The committee is chaired by the Secretary of the Treasury and draws members from 9 permanent voting agencies, including the Departments of Defense, State, Justice, Commerce, Energy, and Homeland Security, as well as the Office of the U.S. Trade Representative and the Office of Science and Technology Policy. The Director of National Intelligence participates as a non-voting member.

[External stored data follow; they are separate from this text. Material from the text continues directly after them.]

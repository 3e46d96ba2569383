use std::collections::HashMap;
use std::sync::{Arc, Mutex};

use tracing::{info, instrument, warn};

use crate::config::{EngineConfig, VenueRoster};
use crate::error::{DiscoveryError, Result};
use crate::executor::BatchExecutor;
use crate::models::{BatchPreviewResult, DiscoveredEvent, PreviewEvent, VenueConfig};
use crate::progress::{ProgressFn, ProgressTicker, ScrapePhase};
use crate::scraping::session::{HttpFetcher, SessionTracker};
use crate::scraping::{AdapterRegistry, ScrapeContext, VenueAdapter};

/// Entry point for callers: resolves venues to adapters and runs the
/// preview/scrape phases, alone or batched across venues.
pub struct DiscoveryEngine {
    roster: VenueRoster,
    registry: AdapterRegistry,
    context: ScrapeContext,
    venue_executor: BatchExecutor,
}

impl DiscoveryEngine {
    pub fn new(
        roster: VenueRoster,
        registry: AdapterRegistry,
        context: ScrapeContext,
        venue_concurrency: usize,
    ) -> Self {
        Self {
            roster,
            registry,
            context,
            venue_executor: BatchExecutor::new(venue_concurrency),
        }
    }

    /// Engine over live HTTP with the default adapters.
    pub fn from_config(config: &EngineConfig, roster: VenueRoster) -> anyhow::Result<Self> {
        let fetcher = HttpFetcher::new(&config.user_agent)?;
        let context = ScrapeContext::new(
            Arc::new(fetcher),
            config.timeouts(),
            config.detail_concurrency,
        );
        Ok(Self::new(
            roster,
            AdapterRegistry::with_default_adapters(),
            context,
            config.venue_concurrency,
        ))
    }

    pub fn venues(&self) -> &[VenueConfig] {
        self.roster.venues()
    }

    pub fn sessions(&self) -> &SessionTracker {
        self.context.sessions()
    }

    fn resolve(&self, slug: &str) -> Result<(&VenueConfig, &dyn VenueAdapter)> {
        let venue = self
            .roster
            .find(slug)
            .ok_or_else(|| DiscoveryError::Configuration(format!("unknown venue: {slug}")))?;
        let adapter = self.registry.adapter_for(venue.source_family).ok_or_else(|| {
            DiscoveryError::Configuration(format!(
                "no adapter registered for {} (venue {slug})",
                venue.source_family
            ))
        })?;
        Ok((venue, adapter))
    }

    #[instrument(skip(self, slug), fields(venue = %slug))]
    pub async fn preview(&self, slug: &str) -> Result<Vec<PreviewEvent>> {
        let (venue, adapter) = self.resolve(slug)?;
        adapter.preview(venue, &self.context).await
    }

    #[instrument(skip(self, slug, event_ids, progress), fields(venue = %slug, requested = event_ids.len()))]
    pub async fn scrape(
        &self,
        slug: &str,
        event_ids: &[String],
        progress: Option<&ProgressFn>,
    ) -> Result<Vec<DiscoveredEvent>> {
        let (venue, adapter) = self.resolve(slug)?;
        adapter.scrape(venue, &self.context, event_ids, progress).await
    }

    /// Previews several venues with bounded parallelism. One result per slug,
    /// in input order; a failing venue carries its error instead of events.
    pub async fn preview_batch(
        &self,
        slugs: &[String],
        progress: Option<&ProgressFn>,
    ) -> Vec<BatchPreviewResult> {
        let ticker = ProgressTicker::new(progress, slugs.len(), ScrapePhase::Preview);
        let errors: Mutex<HashMap<usize, String>> = Mutex::new(HashMap::new());

        let engine = self;
        let ticker = &ticker;
        let previews = self
            .venue_executor
            .run(
                slugs,
                move |_, slug| async move {
                    let result = engine.preview(slug).await;
                    ticker.tick(slug);
                    result
                },
                |index, slug, err: DiscoveryError| {
                    warn!(venue = %slug, error = %err, "venue preview failed");
                    if let Ok(mut errors) = errors.lock() {
                        errors.insert(index, err.to_string());
                    }
                },
            )
            .await;

        let mut errors = errors.into_inner().unwrap_or_default();
        let results: Vec<BatchPreviewResult> = slugs
            .iter()
            .zip(previews)
            .enumerate()
            .map(|(index, (slug, events))| BatchPreviewResult {
                venue_slug: slug.clone(),
                events: events.unwrap_or_default(),
                error: errors.remove(&index),
            })
            .collect();
        info!(
            venues = results.len(),
            failed = results.iter().filter(|r| r.error.is_some()).count(),
            "batch preview finished"
        );
        results
    }
}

FIRRMA extended CFIUS authority beyond traditional full acquisitions to cover three additional transaction types: certain non-controlling investments in U.S. businesses involved in critical technology, critical infrastructure, or sensitive personal data (so-called "TID U.S. businesses"); real estate transactions proximate to U.S. military installations or sensitive government facilities; and any transaction that could result in foreign government control of a U.S. business. The geographic scope is national, with no sector excluded by default — though certain sectors trigger mandatory rather than voluntary filings.
Core mechanics or structure
A CFIUS review proceeds through a structured sequence of phases defined in statute and implementing regulations codified at 31 C.F.R. Part 800 (for covered investments) and 31 C.F.R. Part 802 (for covered real estate).
Parties may file either a short-form declaration (typically 30 days maximum review) or a full voluntary notice. Mandatory declarations are required for transactions in which a foreign government holds a 25 percent or greater voting interest in the acquirer and the target is a TID U.S. business, as well as for certain critical technology transactions under the pilot program rules.
Upon receipt of a complete notice, CFIUS has 45 days for an initial review. If national security concerns are identified, the committee may open a 45-day investigation phase. In cases presenting unresolved risk, the committee sends a report to the President, who then has 15 days to act. The entire statutory process — from notice acceptance through a presidential decision — therefore spans a maximum of 105 days under formal review.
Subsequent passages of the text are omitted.